Applications in image processing, speech recognition and other pattern recognition systems have been developed using Support Vector Machines, Deep Long Short-Term Memory, etc. Great acceptance has had the Deep Belief Networks where a stack of Restricted Boltzmann Machines is disposed to improve learning capability.
BCI systems capture brain signals and decode them with the purpose of interacting with certain devices without any muscular intervention [30]. Most of the BCI mechanisms used for this purpose are based on electroencephalogram (EEG) techniques, where the electrodes detecting the electric potentials caused by the neurons inside the brain are placed on the scalp of the user [25]. This technology has fundamentally been applied to medical and psychological brain research, rehabilitation treatment of motor dysfunction [44]. However, the decrease in the cost of the headsets is closing the gap between the research or medical environment and the households, where applications such as video gaming are starting to pave the way for the adoption of BCI devices by the marketplace. One of the most difficult problems faced by BCIs is called motor imagery and it consist in properly classifying three mental tasks: left hand movement, right hand movement and generation of words beginning with the same random letter. Solving this problem only with non-invasive EEG data involves processing signals that are highly variable, not only between users, but also within a single user depending on daytime or the fatigue level. Artifacts and outliers usually arise increasing the difficulty of this problem.
Some pattern recognition problems can be directly validated by a human being.
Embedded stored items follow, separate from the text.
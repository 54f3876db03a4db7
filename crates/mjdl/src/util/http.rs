use std::{ops::Deref, sync::Arc};

use reqwest::{Client, ClientBuilder};
use reqwest_cookie_store::{CookieStore, CookieStoreMutex};

use crate::MjdlResult;

/// Shared client with a cookie store, so cookies set by a player page are
/// sent along with the manifest and segment requests that follow.
#[derive(Clone)]
pub struct HttpClient {
    client: Client,
}

impl HttpClient {
    pub fn new(builder: ClientBuilder) -> MjdlResult<Self> {
        let cookies_store = Arc::new(CookieStoreMutex::new(CookieStore::default()));
        let client = builder.cookie_provider(cookies_store).build()?;

        Ok(Self { client })
    }
}

impl Default for HttpClient {
    fn default() -> Self {
        let cookies_store = Arc::new(CookieStoreMutex::new(CookieStore::default()));
        let client = Client::builder()
            .cookie_provider(cookies_store)
            .build()
            .unwrap_or_default();

        Self { client }
    }
}

impl Deref for HttpClient {
    type Target = Client;

    fn deref(&self) -> &Self::Target {
        &self.client
    }
}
A typical example is shown in Fig. 2.

Handwritten characters recognition application.
However, it must be noted that the EEG signals cannot be read and decoded straightaway by nobody, even the most experienced neurologist Fig. 3.

EEG signals recognition for BCI application.
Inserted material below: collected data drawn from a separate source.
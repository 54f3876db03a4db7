pub mod select;

use std::sync::LazyLock;

use base64::Engine;
use regex::Regex;
use reqwest::Url;
use serde::{Deserialize, Deserializer};

use crate::{
    error::{MjdlError, MjdlResult},
    HttpClient,
};

pub use select::{select_audio, select_video};

static TITLE_REGEXP: LazyLock<Regex> =
    LazyLock::new(|| Regex::new(r"(?i)<title>(.+?)</title>").unwrap());

#[derive(Debug, Clone, Deserialize)]
struct ManifestDocument {
    #[serde(default)]
    clip_id: Option<String>,
    base_url: String,
    video: Vec<Representation>,
    audio: Vec<Representation>,
}

/// A parsed `master.json`.
#[derive(Debug, Clone)]
pub struct Manifest {
    pub url: Url,
    pub clip_id: Option<String>,
    /// Document `base_url`, already joined onto [Manifest::url].
    pub base_url: Url,
    pub video: Vec<Representation>,
    pub audio: Vec<Representation>,
}

#[derive(Debug, Clone, PartialEq, Deserialize)]
pub struct Representation {
    #[serde(default)]
    pub id: Option<String>,
    /// Required for video representations, ignored for audio.
    #[serde(default)]
    pub height: Option<u32>,
    #[serde(default)]
    pub width: Option<u32>,
    #[serde(default)]
    pub bitrate: Option<u64>,
    #[serde(default)]
    pub mime_type: Option<String>,
    #[serde(default)]
    pub codecs: Option<String>,

    pub base_url: String,
    #[serde(deserialize_with = "deserialize_base64")]
    pub init_segment: Vec<u8>,
    pub segments: Vec<SegmentRef>,
}

#[derive(Debug, Clone, PartialEq, Deserialize)]
pub struct SegmentRef {
    pub url: String,
    #[serde(default)]
    pub start: Option<f64>,
    #[serde(default)]
    pub end: Option<f64>,
    #[serde(default)]
    pub size: Option<u64>,
}

fn deserialize_base64<'de, D>(deserializer: D) -> Result<Vec<u8>, D::Error>
where
    D: Deserializer<'de>,
{
    let encoded = String::deserialize(deserializer)?;
    base64::engine::general_purpose::STANDARD
        .decode(encoded.trim())
        .map_err(serde::de::Error::custom)
}

impl Manifest {
    pub fn parse(url: Url, body: &str) -> MjdlResult<Self> {
        let deserializer = &mut serde_json::Deserializer::from_str(body);
        let document: ManifestDocument = serde_path_to_error::deserialize(deserializer)
            .map_err(|e| MjdlError::ManifestParse(format!("{}: {}", e.path(), e.inner())))?;

        if let Some(index) = document.video.iter().position(|r| r.height.is_none()) {
            return Err(MjdlError::ManifestParse(format!(
                "video[{index}].height: missing field `height`"
            )));
        }

        let base_url = url.join(&document.base_url)?;
        Ok(Self {
            url,
            clip_id: document.clip_id,
            base_url,
            video: document.video,
            audio: document.audio,
        })
    }

    /// The video representation with the largest height.
    pub fn best_video(&self) -> MjdlResult<&Representation> {
        select_video(&self.video)
    }

    pub fn audio_track(&self) -> MjdlResult<&Representation> {
        select_audio(&self.audio)
    }
}

impl Representation {
    /// Base of this representation's segments, joined onto the manifest base.
    pub fn segment_base(&self, manifest_base: &Url) -> MjdlResult<Url> {
        Ok(manifest_base.join(&self.base_url)?)
    }

    /// Segment paths are plain suffixes of the representation base.
    pub fn segment_url(base: &Url, segment: &SegmentRef) -> MjdlResult<Url> {
        Ok(Url::parse(&format!("{}{}", base.as_str(), segment.url))?)
    }
}

/// Request `manifest_url` once and parse the body.
pub async fn fetch_manifest(client: &HttpClient, manifest_url: &Url) -> MjdlResult<Manifest> {
    let response = client.get(manifest_url.clone()).send().await?;
    let status = response.status();
    if !status.is_success() {
        let title = response
            .text()
            .await
            .ok()
            .and_then(|body| extract_title(&body));
        tracing::error!(
            "HTTP error ({}): {}",
            status.as_u16(),
            title.as_deref().unwrap_or("<no title>")
        );
        return Err(MjdlError::ManifestFetch { status, title });
    }

    let body = response.text().await?;
    let manifest = Manifest::parse(manifest_url.clone(), &body)?;
    tracing::info!(
        "Manifest {} has {} video and {} audio representation(s).",
        manifest.clip_id.as_deref().unwrap_or(manifest_url.as_str()),
        manifest.video.len(),
        manifest.audio.len()
    );
    Ok(manifest)
}

/// Text of the first `<title>` element, matched case-insensitively.
pub fn extract_title(body: &str) -> Option<String> {
    TITLE_REGEXP
        .captures(body)
        .and_then(|cap| cap.get(1))
        .map(|title| title.as_str().trim().to_string())
}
It is an emerging area, which fits very well with artificial intelligence and more specifically to the DL way of doing. It is able to extract the underlying information in those difficult problems. The BCI problem is solved following several steps and all of them can be carried out by mean of AI methods, increasing the abstract level of representation. DL must avoid the presence of noise or the high dimensional EEG data that characterized the motor imagery problem, as mentioned in [13]: “the successful implementation of deep learning methods for the classification of EEG signals is quite an achievement”. In that paper, recordings from three electrodes (C3, Cz, and C4) and five electrodes (C3 C1, Cz, C2, and C4) are included, and only two states are taken into account.
DL process is applied in [41] to BCI problems using Convolutional Neural Networks and Recurrent Neural Networks with Long Short-Term Memory architecture. It is applied to a non- motor imagery problem (The stimuli are non-overlapping flickering lights from five magenta boxes with frequencies 6.66 Hz, 7.5 Hz, 8.5 Hz, 10 Hz, and 12 Hz. The objective is to distinguish between the different stimuli frequencies by analysing the Steady State Visually Evoked Potential.
In [45] also Convolutional Neural Networks are used to deal with a motor imagery problem using BCI Competition IV dataset [40] for the experimental work.
A Deep Belief Network of three layers of Restricted Boltzmann Machine is used in [25] to compare Power Spectrum Density extraction methods and classifiers to improve the recognition accuracy in different motor imagery tasks (left hand, right hand and foot movements). A survey of DL technology applications to BCI problems, can be found in [1, 33, 47]. The BCI motor imagery case with EEG signals is examined in this paper.
The motor imagery problem is one of the hardest issues in BCI technology. Here, the mental categories are imaging moving some body part, foot, hand, tongue, etc. The brain activation of this task is linked with the activation of the real movement. Therefore, this kind of problem is suitable to implement rehabilitation systems, exoskeleton control, prosthetic limbs [30], etc. BCI Competition [6, 40] is a forum where researchers can discuss the advance of knowledge in this field. To this aim, a challenge problem is proposed for each edition. Nowadays the databases provided in this competition are still used as testbeds in new researches, i.e. in [14] DL is proposed to deal with Motor Imagery problems using BCI Competition Data. Specifically, BCI Competition III Set V [6] dealt with the prediction of the following tasks: “movement intention of the left hand”, “movement intention of the right hand” and “thinking of a word”.
This Competition provided data from three users with three sessions for each one, to be used to build the prediction model. Data from a fourth session was also provided in order to validate the predictions. Data was gathered with a professional EEG (Biosemi) Fig. 4(a) hardware following a protocol: Experiments were carried out with the user seated and still. Experiments lasted 4 minutes and each 15 seconds a new mental category was presented in a random way. The user was asked to think in the mental task presented and then labelled. A break time of 5 minutes between two sessions was mandatory. The sampled frequency of EEG signals was 512 Hz.
A criterion was established to allow a fair comparison among the methods presented. A window of only the last second registered data can be used to compute the next prediction value. The model must give a prediction value every half a second. The quality of the proposed model is determined with the comparison of the global success rate.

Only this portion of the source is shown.